**Problem to work on**:
Lines that include the word "value" should be copied from the listing that follows.

**The input**:
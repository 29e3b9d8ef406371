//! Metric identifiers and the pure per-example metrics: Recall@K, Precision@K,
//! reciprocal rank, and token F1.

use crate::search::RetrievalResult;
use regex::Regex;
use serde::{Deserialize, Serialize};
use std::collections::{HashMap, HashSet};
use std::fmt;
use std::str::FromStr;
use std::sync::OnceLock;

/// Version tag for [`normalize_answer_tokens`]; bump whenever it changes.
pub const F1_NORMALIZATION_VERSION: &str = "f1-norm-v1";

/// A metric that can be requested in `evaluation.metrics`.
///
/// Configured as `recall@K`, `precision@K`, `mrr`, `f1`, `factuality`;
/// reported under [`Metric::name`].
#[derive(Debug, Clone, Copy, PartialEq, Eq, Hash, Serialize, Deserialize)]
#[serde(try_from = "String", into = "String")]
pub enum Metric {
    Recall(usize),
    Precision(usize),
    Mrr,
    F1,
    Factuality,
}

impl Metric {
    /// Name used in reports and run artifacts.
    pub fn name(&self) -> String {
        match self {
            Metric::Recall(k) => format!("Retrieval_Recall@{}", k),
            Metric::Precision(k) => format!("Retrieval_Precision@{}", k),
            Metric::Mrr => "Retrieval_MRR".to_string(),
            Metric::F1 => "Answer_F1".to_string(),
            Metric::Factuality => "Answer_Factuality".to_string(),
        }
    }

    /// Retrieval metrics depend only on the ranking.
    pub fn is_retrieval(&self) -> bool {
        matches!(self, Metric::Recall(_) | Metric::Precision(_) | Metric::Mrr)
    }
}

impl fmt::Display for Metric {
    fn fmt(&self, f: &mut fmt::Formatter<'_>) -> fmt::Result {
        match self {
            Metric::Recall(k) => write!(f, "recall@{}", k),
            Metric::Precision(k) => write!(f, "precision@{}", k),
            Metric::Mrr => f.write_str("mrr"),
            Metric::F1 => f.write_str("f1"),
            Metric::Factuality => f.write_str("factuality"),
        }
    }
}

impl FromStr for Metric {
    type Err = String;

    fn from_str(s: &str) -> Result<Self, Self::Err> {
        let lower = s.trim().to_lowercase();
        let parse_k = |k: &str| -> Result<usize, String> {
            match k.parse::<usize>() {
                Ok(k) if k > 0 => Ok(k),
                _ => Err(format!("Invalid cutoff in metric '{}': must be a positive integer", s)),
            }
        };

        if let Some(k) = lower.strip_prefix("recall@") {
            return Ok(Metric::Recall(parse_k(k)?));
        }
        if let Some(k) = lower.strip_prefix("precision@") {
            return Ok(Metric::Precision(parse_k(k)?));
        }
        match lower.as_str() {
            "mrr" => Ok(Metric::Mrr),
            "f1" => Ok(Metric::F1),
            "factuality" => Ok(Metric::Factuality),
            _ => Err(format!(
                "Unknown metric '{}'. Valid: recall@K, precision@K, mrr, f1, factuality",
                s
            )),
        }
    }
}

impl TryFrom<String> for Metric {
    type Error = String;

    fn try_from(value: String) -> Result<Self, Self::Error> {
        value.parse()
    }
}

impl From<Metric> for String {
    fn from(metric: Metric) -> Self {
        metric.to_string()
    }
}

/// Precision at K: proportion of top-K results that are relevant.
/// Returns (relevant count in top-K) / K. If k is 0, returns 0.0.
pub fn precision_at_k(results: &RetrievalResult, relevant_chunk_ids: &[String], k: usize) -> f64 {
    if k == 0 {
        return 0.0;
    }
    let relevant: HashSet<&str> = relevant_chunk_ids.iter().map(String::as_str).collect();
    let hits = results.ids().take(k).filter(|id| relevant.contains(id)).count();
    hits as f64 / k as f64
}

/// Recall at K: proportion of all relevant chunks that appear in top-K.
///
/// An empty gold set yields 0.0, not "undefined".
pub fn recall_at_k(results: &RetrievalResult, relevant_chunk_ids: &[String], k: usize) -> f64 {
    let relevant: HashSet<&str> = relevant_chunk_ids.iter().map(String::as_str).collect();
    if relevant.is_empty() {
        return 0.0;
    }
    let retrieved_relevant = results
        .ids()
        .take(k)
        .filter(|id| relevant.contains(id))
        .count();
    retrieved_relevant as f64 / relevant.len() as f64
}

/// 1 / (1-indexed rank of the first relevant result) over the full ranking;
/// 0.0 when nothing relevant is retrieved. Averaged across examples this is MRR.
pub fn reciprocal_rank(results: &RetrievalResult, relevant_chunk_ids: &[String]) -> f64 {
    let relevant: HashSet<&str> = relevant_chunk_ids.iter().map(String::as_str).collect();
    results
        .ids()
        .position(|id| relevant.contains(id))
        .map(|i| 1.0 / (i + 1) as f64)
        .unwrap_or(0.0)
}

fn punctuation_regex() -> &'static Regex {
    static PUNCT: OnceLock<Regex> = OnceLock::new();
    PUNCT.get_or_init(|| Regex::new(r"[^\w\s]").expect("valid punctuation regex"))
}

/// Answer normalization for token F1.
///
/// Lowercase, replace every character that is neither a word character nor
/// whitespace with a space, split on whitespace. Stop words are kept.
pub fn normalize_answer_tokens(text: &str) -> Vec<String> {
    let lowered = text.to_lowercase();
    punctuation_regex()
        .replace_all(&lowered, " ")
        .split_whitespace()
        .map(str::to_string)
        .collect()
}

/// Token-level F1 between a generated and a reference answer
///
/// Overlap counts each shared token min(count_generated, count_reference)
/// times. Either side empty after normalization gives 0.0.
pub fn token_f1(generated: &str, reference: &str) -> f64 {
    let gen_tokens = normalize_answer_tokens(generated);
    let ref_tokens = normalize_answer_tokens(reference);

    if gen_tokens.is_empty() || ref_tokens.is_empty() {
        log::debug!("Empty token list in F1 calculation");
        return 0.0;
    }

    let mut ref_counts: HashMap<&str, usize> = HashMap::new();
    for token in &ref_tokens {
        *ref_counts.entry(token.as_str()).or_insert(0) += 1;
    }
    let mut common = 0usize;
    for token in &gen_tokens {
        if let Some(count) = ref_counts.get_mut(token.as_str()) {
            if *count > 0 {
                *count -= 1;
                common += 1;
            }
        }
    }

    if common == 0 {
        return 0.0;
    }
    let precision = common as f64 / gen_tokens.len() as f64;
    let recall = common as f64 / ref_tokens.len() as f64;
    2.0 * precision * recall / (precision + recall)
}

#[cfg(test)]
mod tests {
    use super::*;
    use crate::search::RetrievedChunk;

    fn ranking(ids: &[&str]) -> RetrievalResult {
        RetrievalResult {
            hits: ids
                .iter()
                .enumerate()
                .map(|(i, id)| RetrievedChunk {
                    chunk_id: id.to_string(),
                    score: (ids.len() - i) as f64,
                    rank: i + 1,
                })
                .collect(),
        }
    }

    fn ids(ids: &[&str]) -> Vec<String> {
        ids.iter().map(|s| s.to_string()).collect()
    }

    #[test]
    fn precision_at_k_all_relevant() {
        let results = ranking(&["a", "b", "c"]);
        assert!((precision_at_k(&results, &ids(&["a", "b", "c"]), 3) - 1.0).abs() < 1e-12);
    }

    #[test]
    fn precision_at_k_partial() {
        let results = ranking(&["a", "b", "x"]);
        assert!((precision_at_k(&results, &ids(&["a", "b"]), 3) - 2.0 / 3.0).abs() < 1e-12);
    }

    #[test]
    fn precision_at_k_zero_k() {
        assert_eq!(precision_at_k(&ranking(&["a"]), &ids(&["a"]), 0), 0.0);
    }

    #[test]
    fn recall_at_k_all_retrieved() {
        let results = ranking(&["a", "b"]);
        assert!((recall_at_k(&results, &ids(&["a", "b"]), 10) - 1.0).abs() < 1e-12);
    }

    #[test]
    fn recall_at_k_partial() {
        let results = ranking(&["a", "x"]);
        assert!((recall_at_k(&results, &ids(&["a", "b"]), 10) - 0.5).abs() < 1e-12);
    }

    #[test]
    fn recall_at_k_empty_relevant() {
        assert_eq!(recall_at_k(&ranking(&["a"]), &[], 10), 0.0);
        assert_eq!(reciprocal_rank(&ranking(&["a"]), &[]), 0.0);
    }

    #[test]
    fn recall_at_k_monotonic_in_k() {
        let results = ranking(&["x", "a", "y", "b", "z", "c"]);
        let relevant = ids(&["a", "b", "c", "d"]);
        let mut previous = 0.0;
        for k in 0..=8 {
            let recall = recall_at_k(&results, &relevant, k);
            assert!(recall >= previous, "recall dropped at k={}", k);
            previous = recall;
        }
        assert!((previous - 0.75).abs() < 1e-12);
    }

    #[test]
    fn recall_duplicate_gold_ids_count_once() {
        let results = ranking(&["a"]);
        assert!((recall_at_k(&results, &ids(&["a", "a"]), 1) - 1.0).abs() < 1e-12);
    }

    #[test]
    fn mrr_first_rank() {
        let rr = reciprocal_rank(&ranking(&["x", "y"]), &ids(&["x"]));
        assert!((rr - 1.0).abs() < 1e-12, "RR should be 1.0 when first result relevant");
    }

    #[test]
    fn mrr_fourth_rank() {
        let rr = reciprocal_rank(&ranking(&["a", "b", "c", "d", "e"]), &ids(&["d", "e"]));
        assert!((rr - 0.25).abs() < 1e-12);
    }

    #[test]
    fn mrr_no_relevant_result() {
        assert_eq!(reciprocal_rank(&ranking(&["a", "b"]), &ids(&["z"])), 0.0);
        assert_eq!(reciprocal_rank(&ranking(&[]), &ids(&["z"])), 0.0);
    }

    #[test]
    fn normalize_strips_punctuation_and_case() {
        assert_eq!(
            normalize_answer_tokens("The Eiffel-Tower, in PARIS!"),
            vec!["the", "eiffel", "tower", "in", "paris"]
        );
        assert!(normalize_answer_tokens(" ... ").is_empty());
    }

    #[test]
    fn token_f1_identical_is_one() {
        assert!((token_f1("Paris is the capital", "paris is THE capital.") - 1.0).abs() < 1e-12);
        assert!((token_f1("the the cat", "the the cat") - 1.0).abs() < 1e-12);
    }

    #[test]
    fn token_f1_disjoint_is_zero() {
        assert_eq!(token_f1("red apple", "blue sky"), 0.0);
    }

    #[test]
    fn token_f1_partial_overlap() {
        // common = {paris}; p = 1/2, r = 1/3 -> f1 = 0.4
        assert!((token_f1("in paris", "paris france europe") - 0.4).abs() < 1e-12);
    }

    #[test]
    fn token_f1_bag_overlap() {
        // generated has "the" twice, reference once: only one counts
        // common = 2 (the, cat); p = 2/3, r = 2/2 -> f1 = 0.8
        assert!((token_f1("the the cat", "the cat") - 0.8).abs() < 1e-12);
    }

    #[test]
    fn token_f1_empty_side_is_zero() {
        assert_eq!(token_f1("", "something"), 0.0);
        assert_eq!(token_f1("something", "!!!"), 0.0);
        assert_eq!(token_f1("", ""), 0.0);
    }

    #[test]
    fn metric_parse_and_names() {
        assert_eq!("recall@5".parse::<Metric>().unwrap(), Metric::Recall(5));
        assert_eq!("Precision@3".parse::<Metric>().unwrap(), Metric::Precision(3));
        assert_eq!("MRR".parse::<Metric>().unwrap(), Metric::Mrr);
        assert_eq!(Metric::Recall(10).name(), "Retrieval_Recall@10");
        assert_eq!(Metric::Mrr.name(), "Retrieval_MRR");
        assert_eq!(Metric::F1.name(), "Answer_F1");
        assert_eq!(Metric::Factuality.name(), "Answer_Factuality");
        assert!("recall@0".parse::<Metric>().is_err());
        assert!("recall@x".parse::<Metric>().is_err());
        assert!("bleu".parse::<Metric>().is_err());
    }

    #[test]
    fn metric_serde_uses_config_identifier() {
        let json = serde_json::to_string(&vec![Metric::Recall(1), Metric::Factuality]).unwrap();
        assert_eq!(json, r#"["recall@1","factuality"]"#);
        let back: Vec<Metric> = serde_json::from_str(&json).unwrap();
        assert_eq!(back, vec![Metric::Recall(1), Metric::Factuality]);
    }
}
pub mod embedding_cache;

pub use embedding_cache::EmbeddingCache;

**Your solution**:
    fn try_from(value: String) -> Result<Self, Self::Error> {
        value.parse()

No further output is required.